(Collected data)
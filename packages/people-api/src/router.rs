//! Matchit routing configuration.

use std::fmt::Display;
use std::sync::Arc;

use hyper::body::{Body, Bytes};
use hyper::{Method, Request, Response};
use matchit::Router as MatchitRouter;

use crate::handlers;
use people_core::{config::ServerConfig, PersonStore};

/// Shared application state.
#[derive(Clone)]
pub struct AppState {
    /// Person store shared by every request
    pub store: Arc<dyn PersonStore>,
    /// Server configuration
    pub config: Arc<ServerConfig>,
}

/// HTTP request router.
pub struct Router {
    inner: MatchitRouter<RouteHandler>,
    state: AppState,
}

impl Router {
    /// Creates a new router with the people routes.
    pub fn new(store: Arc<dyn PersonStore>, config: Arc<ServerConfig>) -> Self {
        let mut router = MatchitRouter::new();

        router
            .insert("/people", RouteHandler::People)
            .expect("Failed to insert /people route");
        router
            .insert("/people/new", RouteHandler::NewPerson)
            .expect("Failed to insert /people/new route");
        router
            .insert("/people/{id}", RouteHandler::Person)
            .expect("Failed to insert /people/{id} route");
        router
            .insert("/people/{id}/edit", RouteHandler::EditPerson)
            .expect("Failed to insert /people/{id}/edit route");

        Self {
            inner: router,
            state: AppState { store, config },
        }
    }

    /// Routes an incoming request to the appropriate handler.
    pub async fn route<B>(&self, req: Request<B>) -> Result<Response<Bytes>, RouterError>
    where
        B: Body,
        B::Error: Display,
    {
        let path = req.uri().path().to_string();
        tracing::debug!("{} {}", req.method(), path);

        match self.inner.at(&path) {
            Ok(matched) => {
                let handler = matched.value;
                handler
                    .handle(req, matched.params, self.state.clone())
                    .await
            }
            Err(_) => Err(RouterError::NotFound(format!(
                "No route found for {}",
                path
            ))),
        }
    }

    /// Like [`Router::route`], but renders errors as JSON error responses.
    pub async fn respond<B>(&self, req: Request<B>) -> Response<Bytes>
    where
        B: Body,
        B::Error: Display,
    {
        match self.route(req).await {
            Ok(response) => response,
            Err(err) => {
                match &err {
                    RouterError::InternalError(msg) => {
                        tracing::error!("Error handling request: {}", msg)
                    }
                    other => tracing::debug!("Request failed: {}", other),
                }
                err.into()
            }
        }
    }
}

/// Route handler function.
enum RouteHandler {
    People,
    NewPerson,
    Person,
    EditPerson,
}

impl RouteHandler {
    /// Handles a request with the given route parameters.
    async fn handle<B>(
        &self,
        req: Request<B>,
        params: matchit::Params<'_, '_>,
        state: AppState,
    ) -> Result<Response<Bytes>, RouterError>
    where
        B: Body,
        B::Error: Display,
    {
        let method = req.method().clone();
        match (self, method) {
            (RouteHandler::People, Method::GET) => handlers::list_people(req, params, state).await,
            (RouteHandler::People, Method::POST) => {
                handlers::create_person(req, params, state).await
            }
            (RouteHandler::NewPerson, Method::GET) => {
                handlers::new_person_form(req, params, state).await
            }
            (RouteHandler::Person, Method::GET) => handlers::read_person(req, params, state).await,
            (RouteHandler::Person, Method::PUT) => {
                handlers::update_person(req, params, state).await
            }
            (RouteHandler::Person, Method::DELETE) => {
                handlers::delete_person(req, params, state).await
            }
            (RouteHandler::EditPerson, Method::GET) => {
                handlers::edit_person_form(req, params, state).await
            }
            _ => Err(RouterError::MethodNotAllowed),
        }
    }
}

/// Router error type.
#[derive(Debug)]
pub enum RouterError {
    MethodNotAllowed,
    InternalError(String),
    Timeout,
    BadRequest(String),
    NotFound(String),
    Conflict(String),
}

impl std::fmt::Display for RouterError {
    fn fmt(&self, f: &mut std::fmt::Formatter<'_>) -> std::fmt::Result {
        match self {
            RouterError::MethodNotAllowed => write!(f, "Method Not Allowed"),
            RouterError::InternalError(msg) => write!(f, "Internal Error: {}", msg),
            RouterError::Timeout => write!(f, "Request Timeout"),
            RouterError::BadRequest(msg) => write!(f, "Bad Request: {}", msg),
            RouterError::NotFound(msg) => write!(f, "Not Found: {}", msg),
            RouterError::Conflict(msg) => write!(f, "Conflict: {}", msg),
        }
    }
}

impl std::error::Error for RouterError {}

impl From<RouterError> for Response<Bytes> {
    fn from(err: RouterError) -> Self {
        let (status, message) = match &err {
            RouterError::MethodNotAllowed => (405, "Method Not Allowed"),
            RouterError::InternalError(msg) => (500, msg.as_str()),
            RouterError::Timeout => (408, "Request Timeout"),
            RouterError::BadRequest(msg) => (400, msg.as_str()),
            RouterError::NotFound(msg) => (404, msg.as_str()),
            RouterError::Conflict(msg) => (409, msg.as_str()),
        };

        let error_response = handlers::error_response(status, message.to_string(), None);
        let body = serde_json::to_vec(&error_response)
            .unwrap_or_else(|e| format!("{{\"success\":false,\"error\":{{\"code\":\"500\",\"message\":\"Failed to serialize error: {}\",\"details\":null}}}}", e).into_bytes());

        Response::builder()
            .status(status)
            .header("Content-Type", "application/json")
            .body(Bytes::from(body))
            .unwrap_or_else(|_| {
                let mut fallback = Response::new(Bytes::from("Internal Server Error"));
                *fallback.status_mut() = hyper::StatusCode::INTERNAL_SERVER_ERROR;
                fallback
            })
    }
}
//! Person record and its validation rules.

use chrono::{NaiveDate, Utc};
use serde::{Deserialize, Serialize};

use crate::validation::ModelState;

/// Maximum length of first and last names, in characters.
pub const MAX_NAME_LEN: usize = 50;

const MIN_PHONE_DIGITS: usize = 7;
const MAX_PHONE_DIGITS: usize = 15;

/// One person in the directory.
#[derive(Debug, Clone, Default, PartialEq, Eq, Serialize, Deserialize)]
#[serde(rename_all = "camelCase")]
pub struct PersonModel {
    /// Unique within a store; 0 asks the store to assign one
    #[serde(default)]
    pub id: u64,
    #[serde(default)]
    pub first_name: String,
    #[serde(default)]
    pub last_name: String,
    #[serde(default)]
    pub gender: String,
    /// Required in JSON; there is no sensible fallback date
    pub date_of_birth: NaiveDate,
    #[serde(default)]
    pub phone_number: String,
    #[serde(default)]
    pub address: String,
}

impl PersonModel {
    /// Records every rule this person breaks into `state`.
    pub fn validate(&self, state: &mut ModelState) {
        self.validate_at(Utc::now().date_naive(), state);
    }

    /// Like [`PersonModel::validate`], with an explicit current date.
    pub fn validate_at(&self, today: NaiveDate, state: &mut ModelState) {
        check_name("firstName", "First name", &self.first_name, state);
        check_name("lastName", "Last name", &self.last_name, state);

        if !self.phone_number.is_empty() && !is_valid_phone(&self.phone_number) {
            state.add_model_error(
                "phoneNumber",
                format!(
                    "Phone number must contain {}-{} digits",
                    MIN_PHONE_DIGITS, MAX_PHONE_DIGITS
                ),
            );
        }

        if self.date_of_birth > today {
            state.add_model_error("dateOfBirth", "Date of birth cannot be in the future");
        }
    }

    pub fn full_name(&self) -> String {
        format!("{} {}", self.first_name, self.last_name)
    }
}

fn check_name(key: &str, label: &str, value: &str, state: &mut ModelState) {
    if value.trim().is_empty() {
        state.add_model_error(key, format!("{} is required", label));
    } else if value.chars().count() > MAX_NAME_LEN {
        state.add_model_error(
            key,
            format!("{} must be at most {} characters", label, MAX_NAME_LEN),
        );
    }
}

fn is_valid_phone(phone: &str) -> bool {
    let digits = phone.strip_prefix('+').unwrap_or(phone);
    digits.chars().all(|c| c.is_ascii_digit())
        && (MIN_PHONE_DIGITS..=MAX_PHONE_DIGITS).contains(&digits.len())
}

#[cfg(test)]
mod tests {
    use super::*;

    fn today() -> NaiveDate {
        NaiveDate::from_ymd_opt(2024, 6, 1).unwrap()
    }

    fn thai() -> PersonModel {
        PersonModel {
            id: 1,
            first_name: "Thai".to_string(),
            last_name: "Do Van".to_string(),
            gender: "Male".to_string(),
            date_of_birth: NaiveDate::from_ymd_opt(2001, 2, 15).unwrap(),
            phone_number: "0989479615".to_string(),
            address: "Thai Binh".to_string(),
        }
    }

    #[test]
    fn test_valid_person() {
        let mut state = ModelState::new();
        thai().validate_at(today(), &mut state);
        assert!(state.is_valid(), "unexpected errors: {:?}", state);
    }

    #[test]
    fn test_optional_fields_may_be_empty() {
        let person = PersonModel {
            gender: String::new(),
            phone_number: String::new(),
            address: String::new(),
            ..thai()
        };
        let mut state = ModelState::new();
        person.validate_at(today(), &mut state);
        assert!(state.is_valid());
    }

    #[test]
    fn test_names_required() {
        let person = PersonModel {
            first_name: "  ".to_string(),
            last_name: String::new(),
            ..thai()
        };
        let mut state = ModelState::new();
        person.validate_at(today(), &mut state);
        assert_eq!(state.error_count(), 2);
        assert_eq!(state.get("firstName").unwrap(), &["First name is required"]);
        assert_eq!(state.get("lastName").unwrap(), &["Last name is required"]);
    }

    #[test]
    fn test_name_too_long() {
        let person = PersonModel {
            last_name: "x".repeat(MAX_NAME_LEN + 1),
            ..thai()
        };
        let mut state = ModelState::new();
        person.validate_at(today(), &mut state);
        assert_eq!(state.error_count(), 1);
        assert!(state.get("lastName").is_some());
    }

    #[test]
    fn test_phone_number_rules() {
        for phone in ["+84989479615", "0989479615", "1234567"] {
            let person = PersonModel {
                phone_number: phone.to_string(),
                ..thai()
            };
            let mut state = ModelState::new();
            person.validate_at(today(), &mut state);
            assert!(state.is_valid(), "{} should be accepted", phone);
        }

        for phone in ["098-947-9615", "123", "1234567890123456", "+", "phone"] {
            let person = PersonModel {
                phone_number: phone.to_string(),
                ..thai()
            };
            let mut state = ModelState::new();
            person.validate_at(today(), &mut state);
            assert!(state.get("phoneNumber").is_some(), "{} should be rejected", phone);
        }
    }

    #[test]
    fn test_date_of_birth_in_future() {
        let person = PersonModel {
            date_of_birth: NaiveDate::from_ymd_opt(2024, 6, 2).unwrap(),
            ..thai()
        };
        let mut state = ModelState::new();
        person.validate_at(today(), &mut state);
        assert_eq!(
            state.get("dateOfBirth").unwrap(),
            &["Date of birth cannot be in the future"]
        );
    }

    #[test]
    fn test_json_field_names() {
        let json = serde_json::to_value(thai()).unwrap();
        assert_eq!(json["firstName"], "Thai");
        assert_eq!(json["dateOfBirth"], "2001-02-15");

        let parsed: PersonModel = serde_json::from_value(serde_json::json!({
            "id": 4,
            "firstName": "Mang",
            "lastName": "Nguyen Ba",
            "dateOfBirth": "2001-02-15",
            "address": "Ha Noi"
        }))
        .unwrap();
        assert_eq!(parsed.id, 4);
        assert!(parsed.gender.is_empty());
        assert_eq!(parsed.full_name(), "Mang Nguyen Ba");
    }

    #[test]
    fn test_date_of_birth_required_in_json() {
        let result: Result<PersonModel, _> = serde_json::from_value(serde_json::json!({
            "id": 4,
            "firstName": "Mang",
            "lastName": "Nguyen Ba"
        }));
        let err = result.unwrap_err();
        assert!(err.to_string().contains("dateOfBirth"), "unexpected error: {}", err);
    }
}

---

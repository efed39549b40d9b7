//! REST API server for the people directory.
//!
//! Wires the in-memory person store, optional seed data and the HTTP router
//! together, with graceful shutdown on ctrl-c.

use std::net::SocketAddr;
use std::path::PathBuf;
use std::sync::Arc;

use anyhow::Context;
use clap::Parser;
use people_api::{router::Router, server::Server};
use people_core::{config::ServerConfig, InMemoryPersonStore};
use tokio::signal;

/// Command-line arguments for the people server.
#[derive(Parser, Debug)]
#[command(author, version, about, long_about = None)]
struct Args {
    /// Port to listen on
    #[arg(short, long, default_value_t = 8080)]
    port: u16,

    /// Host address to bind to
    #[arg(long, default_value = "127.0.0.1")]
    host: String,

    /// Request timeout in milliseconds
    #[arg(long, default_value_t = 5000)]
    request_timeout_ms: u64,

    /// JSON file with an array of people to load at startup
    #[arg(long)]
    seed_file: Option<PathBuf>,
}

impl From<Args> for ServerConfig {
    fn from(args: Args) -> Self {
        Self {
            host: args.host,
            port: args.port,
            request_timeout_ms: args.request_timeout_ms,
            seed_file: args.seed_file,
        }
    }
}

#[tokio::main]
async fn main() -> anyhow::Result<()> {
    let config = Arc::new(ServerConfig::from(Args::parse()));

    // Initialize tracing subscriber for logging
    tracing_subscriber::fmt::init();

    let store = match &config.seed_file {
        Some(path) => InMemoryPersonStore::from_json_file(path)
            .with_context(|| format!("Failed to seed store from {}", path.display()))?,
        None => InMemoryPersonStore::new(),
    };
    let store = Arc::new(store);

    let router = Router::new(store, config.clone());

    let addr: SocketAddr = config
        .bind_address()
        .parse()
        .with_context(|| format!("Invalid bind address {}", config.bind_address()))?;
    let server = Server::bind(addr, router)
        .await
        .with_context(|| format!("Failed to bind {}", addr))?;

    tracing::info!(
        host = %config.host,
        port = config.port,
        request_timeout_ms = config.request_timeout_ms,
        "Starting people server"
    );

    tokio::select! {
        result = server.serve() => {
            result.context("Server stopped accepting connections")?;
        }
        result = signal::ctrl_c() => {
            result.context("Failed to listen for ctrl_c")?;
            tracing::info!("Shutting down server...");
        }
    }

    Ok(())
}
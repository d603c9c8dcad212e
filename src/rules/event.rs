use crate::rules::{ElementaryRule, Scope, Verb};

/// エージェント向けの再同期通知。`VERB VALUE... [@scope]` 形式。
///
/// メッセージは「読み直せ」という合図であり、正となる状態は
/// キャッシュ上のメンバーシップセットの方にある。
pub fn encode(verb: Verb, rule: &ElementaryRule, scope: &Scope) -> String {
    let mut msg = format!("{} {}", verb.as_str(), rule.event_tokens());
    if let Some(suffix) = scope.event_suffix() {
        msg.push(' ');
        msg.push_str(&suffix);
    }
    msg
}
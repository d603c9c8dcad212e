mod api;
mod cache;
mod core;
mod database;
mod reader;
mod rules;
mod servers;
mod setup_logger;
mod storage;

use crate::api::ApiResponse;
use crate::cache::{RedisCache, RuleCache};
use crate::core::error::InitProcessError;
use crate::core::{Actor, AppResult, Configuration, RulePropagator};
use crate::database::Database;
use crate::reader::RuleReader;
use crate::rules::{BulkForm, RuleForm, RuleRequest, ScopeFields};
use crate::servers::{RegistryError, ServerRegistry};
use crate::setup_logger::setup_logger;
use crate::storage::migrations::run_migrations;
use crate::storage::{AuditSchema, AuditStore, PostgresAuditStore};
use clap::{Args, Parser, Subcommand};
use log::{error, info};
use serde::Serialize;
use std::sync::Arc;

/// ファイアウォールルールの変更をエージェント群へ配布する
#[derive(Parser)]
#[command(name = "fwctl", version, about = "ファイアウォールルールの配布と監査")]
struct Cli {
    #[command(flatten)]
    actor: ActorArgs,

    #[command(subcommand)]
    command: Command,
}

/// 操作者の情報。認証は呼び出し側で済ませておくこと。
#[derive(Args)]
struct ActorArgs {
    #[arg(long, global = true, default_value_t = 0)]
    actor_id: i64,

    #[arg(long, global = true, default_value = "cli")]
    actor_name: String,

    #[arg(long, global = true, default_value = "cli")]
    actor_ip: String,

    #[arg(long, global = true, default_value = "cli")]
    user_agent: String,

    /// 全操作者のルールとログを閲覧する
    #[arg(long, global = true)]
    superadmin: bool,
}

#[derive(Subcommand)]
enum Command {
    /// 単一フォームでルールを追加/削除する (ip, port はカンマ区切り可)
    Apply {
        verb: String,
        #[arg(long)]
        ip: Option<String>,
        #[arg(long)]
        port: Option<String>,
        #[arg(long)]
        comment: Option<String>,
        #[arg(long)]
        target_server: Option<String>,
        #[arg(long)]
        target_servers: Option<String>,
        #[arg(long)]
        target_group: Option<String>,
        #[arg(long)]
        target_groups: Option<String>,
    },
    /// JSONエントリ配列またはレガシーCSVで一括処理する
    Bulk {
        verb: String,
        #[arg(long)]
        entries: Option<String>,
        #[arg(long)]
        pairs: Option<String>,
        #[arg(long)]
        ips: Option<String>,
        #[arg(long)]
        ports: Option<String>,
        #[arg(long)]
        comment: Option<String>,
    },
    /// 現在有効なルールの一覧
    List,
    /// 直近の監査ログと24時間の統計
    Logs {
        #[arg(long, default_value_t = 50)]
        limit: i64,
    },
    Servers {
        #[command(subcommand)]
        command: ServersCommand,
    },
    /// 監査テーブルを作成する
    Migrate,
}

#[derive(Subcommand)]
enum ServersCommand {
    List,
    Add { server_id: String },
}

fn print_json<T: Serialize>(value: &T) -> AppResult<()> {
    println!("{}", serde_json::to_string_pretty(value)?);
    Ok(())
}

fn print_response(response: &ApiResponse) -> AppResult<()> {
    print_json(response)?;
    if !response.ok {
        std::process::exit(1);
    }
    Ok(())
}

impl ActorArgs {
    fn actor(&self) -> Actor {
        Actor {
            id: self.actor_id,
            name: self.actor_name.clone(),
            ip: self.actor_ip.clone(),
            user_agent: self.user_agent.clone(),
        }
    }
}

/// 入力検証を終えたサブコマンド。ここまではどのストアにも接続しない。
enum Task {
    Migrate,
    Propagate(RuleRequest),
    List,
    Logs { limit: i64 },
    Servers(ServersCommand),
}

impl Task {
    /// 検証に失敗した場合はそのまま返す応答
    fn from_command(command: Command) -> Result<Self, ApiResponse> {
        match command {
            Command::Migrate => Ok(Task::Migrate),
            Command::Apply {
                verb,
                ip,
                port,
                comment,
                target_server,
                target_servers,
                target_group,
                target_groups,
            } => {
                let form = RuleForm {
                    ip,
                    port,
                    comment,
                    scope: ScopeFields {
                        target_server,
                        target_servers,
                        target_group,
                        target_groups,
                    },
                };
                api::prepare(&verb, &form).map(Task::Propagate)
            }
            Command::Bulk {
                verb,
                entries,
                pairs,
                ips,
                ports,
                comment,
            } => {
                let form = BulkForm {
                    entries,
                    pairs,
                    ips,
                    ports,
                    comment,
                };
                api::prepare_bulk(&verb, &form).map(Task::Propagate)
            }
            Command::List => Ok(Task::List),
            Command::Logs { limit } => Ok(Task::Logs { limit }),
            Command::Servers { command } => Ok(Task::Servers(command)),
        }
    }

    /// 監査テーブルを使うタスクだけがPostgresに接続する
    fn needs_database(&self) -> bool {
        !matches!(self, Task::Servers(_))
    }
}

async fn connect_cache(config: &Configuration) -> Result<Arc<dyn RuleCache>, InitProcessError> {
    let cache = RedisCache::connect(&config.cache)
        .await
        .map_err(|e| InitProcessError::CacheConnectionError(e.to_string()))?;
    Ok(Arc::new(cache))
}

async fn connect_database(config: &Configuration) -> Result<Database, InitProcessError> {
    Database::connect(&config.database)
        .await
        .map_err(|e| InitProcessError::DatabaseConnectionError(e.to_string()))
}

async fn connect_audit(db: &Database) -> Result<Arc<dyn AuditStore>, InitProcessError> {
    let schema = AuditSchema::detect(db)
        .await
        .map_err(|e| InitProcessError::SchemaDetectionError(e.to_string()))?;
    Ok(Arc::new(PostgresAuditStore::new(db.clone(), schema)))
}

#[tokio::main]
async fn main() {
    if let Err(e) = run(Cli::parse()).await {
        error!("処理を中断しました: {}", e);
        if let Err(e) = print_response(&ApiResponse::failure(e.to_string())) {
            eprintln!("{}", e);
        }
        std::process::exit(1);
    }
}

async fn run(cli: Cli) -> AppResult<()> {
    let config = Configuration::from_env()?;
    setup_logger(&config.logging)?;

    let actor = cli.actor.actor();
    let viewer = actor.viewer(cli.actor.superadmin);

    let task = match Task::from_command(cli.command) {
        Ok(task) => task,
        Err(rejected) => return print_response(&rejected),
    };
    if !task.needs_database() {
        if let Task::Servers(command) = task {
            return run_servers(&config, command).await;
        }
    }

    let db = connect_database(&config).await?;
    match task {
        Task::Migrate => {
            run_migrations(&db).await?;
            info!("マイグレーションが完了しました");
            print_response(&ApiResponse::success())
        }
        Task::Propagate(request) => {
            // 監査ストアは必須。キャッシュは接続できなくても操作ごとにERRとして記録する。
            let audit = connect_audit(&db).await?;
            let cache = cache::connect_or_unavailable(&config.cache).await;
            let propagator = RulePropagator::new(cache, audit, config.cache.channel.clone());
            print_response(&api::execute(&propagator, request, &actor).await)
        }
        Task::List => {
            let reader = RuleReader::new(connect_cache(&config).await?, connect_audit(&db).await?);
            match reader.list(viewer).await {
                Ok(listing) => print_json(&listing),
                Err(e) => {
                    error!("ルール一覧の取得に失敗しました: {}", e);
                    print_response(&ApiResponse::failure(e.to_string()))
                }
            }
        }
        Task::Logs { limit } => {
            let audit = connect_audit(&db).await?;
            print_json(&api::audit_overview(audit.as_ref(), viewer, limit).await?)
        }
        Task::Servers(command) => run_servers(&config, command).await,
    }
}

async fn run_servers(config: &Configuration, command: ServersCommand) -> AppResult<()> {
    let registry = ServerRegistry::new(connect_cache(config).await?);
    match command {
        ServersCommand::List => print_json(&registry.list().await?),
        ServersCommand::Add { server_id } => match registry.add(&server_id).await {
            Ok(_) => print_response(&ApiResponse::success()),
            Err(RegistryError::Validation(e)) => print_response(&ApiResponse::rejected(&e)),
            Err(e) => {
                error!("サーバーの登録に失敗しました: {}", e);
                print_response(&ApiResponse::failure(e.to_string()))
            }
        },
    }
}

#### [What you will do]
Go through the data and show every line where "ScopeFields" occurs.

#### [Output of the exercise]
use crate::rules::{BulkForm, RuleForm, RuleRequest, ScopeFields};
                    scope: ScopeFields {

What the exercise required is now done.